▸ **INPUT FOR THIS TASK**:
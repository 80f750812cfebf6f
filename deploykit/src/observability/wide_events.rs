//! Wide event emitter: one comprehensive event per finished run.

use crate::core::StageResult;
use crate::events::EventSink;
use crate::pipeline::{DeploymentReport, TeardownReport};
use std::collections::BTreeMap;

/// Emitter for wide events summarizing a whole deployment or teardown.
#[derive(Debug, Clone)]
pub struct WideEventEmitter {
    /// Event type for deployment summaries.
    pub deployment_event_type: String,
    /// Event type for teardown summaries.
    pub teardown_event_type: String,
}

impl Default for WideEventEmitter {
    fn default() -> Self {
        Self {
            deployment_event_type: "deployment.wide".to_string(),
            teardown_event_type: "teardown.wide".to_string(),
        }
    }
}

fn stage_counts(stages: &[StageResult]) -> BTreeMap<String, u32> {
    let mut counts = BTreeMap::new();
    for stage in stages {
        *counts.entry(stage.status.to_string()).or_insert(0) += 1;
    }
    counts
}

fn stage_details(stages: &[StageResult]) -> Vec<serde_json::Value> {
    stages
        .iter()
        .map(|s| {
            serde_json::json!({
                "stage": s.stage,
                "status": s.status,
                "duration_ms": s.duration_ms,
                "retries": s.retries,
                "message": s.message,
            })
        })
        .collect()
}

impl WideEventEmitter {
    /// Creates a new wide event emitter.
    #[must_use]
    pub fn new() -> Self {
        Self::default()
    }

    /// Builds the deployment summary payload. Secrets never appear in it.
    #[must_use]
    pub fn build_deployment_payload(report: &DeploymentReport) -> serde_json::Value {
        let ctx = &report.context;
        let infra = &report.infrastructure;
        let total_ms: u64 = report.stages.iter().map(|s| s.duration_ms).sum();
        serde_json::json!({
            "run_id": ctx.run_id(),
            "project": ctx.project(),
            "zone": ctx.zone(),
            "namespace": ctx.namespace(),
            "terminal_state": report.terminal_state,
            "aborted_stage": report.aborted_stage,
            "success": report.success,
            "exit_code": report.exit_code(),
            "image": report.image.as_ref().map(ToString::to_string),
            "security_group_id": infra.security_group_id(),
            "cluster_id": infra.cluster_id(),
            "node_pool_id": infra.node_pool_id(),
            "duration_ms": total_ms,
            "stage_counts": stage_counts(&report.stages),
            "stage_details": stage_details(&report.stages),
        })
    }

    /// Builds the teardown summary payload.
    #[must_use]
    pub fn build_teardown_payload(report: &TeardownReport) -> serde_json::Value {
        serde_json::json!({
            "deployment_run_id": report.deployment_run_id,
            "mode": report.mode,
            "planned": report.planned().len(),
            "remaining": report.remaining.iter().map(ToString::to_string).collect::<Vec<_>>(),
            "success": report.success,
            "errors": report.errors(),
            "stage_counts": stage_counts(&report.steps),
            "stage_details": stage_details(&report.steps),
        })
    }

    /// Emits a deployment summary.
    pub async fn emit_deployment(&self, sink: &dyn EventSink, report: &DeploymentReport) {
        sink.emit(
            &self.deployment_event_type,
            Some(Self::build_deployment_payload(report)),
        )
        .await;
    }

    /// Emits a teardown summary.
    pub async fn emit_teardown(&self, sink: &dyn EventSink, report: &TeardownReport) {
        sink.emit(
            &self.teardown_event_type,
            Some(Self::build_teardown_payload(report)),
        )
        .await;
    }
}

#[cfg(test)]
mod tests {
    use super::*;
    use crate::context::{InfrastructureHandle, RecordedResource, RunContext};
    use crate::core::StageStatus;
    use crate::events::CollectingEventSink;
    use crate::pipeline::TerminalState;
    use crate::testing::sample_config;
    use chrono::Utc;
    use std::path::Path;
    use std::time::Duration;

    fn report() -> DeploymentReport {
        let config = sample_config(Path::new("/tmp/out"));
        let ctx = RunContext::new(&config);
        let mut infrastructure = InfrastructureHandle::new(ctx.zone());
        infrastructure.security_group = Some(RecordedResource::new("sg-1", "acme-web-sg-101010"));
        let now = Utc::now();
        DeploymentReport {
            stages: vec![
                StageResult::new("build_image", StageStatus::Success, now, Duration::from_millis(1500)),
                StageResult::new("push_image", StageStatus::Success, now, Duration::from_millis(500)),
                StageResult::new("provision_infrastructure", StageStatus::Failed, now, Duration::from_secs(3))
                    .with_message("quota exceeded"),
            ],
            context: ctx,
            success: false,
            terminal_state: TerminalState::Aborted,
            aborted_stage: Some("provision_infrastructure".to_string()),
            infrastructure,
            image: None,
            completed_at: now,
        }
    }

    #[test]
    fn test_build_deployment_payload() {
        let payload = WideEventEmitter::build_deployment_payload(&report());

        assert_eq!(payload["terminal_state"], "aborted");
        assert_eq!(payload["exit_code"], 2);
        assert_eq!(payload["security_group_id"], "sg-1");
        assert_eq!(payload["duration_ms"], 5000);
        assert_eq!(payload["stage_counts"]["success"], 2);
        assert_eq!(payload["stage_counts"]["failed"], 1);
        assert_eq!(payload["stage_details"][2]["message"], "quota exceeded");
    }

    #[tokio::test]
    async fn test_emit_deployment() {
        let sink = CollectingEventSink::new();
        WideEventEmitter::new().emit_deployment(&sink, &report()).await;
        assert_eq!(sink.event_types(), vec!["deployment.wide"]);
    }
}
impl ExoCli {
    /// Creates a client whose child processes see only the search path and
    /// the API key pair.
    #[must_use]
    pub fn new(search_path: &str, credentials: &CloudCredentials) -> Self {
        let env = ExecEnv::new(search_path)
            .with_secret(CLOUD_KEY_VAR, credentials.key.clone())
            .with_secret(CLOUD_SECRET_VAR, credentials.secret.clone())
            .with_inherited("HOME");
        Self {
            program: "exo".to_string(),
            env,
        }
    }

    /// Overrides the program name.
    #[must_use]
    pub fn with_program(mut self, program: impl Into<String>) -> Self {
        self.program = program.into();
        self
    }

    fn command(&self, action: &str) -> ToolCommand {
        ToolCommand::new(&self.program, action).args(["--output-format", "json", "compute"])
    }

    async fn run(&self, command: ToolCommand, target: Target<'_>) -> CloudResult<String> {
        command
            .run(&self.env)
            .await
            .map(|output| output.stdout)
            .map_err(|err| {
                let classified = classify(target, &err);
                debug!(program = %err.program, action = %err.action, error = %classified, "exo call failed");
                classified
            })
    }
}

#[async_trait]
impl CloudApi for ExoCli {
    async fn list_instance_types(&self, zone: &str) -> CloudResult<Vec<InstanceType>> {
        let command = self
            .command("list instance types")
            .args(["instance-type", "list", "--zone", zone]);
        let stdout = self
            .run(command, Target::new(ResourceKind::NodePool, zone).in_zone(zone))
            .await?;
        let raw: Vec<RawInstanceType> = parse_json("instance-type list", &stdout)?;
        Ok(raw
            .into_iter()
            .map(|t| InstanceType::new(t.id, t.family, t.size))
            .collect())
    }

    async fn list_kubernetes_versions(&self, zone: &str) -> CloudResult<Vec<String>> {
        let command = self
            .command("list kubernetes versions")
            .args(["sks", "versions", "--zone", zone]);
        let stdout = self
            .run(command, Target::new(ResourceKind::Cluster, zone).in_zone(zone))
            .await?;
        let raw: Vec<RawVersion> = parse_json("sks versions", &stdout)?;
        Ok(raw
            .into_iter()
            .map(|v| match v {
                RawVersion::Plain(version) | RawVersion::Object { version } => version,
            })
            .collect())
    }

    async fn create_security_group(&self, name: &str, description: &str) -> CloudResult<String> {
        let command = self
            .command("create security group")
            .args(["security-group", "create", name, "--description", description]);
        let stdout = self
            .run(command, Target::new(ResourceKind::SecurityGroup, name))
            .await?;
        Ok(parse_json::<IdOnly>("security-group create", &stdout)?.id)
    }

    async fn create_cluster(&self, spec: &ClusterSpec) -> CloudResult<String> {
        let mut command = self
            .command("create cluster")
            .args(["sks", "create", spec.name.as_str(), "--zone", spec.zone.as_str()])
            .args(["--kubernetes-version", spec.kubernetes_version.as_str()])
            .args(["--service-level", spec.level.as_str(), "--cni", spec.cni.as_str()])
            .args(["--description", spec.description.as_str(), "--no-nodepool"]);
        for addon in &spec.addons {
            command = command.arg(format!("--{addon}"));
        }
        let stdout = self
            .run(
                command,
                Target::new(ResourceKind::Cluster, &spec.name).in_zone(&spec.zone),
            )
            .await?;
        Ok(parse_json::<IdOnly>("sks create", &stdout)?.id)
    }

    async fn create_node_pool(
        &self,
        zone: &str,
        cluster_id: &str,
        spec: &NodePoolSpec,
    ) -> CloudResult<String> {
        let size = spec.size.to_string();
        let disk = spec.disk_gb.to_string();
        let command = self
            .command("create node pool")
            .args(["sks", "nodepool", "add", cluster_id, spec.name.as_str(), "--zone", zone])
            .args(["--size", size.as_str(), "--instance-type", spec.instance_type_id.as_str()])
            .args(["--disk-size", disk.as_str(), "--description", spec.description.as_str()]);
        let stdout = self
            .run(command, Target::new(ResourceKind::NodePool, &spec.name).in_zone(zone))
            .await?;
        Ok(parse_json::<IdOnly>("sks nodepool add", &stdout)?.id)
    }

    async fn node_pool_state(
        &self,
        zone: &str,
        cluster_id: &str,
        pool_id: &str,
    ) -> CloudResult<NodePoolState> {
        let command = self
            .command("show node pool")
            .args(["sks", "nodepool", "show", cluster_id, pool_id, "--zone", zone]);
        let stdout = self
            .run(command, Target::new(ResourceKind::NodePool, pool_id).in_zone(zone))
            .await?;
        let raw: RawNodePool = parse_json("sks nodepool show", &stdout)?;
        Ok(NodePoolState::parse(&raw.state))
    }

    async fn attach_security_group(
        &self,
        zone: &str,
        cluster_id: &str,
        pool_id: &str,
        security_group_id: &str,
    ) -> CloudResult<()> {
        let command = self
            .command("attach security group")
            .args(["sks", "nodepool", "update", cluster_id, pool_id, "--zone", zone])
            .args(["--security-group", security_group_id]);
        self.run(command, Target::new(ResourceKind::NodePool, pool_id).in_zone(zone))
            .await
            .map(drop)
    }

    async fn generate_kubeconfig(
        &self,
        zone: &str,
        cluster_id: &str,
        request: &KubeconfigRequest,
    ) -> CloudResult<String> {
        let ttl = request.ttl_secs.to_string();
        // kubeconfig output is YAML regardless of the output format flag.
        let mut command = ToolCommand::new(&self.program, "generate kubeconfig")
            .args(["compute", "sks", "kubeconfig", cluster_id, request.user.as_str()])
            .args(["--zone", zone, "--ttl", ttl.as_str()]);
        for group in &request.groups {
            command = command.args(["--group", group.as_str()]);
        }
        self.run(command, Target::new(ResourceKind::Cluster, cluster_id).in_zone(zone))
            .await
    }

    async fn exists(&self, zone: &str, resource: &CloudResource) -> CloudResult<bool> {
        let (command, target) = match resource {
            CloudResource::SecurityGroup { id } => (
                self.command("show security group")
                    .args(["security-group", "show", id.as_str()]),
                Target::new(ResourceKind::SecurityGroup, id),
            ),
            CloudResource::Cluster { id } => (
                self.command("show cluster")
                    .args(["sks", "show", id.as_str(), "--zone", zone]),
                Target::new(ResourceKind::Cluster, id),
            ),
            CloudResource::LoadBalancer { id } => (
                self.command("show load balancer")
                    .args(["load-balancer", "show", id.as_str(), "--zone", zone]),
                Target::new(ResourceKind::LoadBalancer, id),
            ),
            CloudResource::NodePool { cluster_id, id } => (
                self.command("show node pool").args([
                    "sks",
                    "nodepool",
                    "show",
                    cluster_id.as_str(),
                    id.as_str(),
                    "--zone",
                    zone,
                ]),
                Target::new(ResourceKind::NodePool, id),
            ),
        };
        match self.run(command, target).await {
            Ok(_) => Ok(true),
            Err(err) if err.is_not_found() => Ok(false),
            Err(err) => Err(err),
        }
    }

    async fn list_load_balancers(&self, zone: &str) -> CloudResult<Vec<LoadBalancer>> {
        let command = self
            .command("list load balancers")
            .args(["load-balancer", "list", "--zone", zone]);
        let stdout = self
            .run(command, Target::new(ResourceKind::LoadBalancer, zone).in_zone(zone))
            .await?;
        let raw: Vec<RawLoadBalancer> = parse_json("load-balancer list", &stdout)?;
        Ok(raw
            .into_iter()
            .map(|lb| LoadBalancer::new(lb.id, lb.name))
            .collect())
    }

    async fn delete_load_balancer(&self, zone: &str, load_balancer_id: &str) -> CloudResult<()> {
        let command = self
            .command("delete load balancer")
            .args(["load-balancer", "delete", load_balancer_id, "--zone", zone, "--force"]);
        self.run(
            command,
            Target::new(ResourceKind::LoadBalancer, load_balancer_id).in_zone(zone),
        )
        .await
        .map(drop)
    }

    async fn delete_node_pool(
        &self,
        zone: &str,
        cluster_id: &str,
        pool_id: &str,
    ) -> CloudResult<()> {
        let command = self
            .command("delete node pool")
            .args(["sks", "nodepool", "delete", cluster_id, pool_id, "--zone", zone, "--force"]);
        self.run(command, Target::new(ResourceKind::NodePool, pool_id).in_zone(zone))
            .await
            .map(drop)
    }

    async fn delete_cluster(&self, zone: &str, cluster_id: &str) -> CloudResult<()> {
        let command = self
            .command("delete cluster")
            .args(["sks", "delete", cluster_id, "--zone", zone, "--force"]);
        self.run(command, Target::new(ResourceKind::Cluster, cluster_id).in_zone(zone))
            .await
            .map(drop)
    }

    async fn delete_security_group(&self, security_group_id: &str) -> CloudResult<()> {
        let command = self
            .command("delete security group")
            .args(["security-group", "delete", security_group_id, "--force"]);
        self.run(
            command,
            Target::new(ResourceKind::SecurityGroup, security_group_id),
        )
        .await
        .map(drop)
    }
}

▸ **TO DO**: The reply should hold only the lines from the first line of the listing above through the line with "use std::collections::BTreeMap;", each copied exactly.

▸ **FINISHED TASK**:
repository 80f750812cfebf6f
filename deploykit/src/observability/wide_events.rs
//! Wide event emitter: one comprehensive event per finished run.

use crate::core::StageResult;
use crate::events::EventSink;
use crate::pipeline::{DeploymentReport, TeardownReport};
use std::collections::BTreeMap;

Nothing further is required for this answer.